Customers will soon be able to shop Macy's discount outlets from the comfort of the brand's own full-priced stores. Next year, the retailer will begin testing a "hybrid" model where store space in its existing fleet of retail locations will be dedicated to its new Backstage outlets. About 10 of the hybrid stores will debut next year in a pilot program.
"We believe these stores can help bring new vendors and new categories which will appeal to existing customers and also attract new customers to the full store," said Chairman and CEO Terry Lundgren during a Wednesday conference call to announce the company's third-quarter earnings, noting that the Backstage initiative has already attracted younger consumers. Macy's opened six Backstage outlets in the New York City metro area earlier this year, and plans to open an additional 53 next year. Such outlets have not cannibalized sales from existing full-priced Macy's located nearby, Mr. Lundgren said. He expects that 20,000 to 30,000 square feet of Macy's stores could be devoted to Backstage and include new categories such as home.
It's the latest play for dollars at a time when sales are faltering. For the quarter ending Oct. 31, the 900-unit chain reported sales of $5.87 billion, a 5.2% decline over the year-earlier period. Same-store sales of owned and licensed ventures fell 3.6% for the quarter.
In addition to focusing on outlets, Macy's is also ramping up its in-store shop-in-shops. The company already hosts cosmetic shops from Bluemercury, which it bought earlier this year, and electronics sites from Best Buy. On Wednesday, the chain also announced it will feature LensCrafters shops in 500 stores over the next three years in a deal with Luxottica Group S.p.A. In addition, it recently debuted a new technology-laden shop for brand Perry Ellis in its Herald Square men's department.
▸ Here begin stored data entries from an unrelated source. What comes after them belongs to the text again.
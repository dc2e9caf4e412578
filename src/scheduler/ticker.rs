use {
    crate::{
        config::Config,
        display::DisplayAdapter,
        history::History,
        sampler::Sampler,
        series::{CardinalityMismatch, SeriesStore},
    },
    chrono::Local,
    tracing::{error, trace, warn},
};

/// the work done on each tick.
///
/// a ticker samples, appends the observation to its window, and hands the result to the history
/// and the display. it is the only writer of its [`SeriesStore`].
pub struct Ticker<S, H, D> {
    sampler: S,
    store: SeriesStore,
    history: H,
    display: D,
    /// the index of the next tick.
    next: u64,
    stats: TickStats,
}

/// counts what became of each tick.
#[derive(Clone, Copy, Debug, Default, Eq, PartialEq)]
pub struct TickStats {
    /// ticks fired.
    pub fired: u64,
    /// ticks whose observation was appended to the window.
    pub sampled: u64,
    /// ticks skipped because the sampler failed.
    pub unavailable: u64,
    /// ticks skipped because the observation had the wrong number of cores.
    pub rejected: u64,
    /// observations recorded in the history.
    pub persisted: u64,
    /// observations the history failed to record.
    pub persist_failures: u64,
    /// snapshots handed to the display.
    pub rendered: u64,
    /// snapshots the display failed to draw.
    pub render_failures: u64,
}

// === impl Ticker ===

impl<S, H, D> Ticker<S, H, D>
where
    S: Sampler,
    H: History,
    D: DisplayAdapter,
{
    /// returns a new ticker, with an empty window sized by `config`.
    ///
    /// fails if the sampler does not observe exactly as many cores as `config` asks for.
    pub fn new(
        config: &Config,
        sampler: S,
        history: H,
        display: D,
    ) -> Result<Self, CardinalityMismatch> {
        let cores = config.core_count();
        if sampler.cores() != cores {
            return Err(CardinalityMismatch {
                expected: cores,
                actual: sampler.cores(),
            });
        }

        Ok(Self {
            sampler,
            store: SeriesStore::new(config.window_capacity(), cores),
            history,
            display,
            next: 0,
            stats: TickStats::default(),
        })
    }

    /// fires one tick.
    ///
    /// nothing that goes wrong here is fatal. a failed sample skips the tick, but its index is
    /// still used up. history and display failures are logged, and neither affects the other.
    pub fn tick(&mut self) {
        let Self {
            sampler,
            store,
            history,
            display,
            next,
            stats,
        } = self;

        let tick = *next;
        *next += 1;
        stats.fired += 1;

        let values = match sampler.read() {
            Ok(values) => values,
            Err(error) => {
                warn!(tick, %error, "sample unavailable, skipping tick");
                stats.unavailable += 1;
                return;
            }
        };

        if let Err(error) = store.append(tick, &values) {
            error!(tick, %error, "rejected observation");
            stats.rejected += 1;
            return;
        }
        stats.sampled += 1;
        let snapshot = store.snapshot();

        match history.write(Local::now().naive_local(), &values) {
            Ok(()) => stats.persisted += 1,
            Err(error) => {
                error!(tick, %error, "failed to record observation, it is lost");
                stats.persist_failures += 1;
            }
        }

        match display.render(&snapshot) {
            Ok(()) => stats.rendered += 1,
            Err(error) => {
                warn!(tick, %error, "failed to render snapshot");
                stats.render_failures += 1;
            }
        }

        trace!(tick, retained = snapshot.ticks.len(), "tick complete");
    }

    /// the number of ticks fired so far.
    pub fn fired(&self) -> u64 {
        self.stats.fired
    }
}

impl<S, H, D> Ticker<S, H, D> {
    pub fn store(&self) -> &SeriesStore {
        &self.store
    }

    pub fn history(&self) -> &H {
        &self.history
    }

    pub fn display(&self) -> &D {
        &self.display
    }

    pub fn stats(&self) -> TickStats {
        self.stats
    }
}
Macy's collaborated with agency The Science Project on the section, which features floating, interactive mirrors for customers.
Like other retailers, Macy's is battling unseasonably warm weather this fall and may be overstocked on cold-weather and other inventory, analysts said. They expect department stores, including the Cincinnati-based chain, to suffer a loss in margin if they're forced to discount such goods.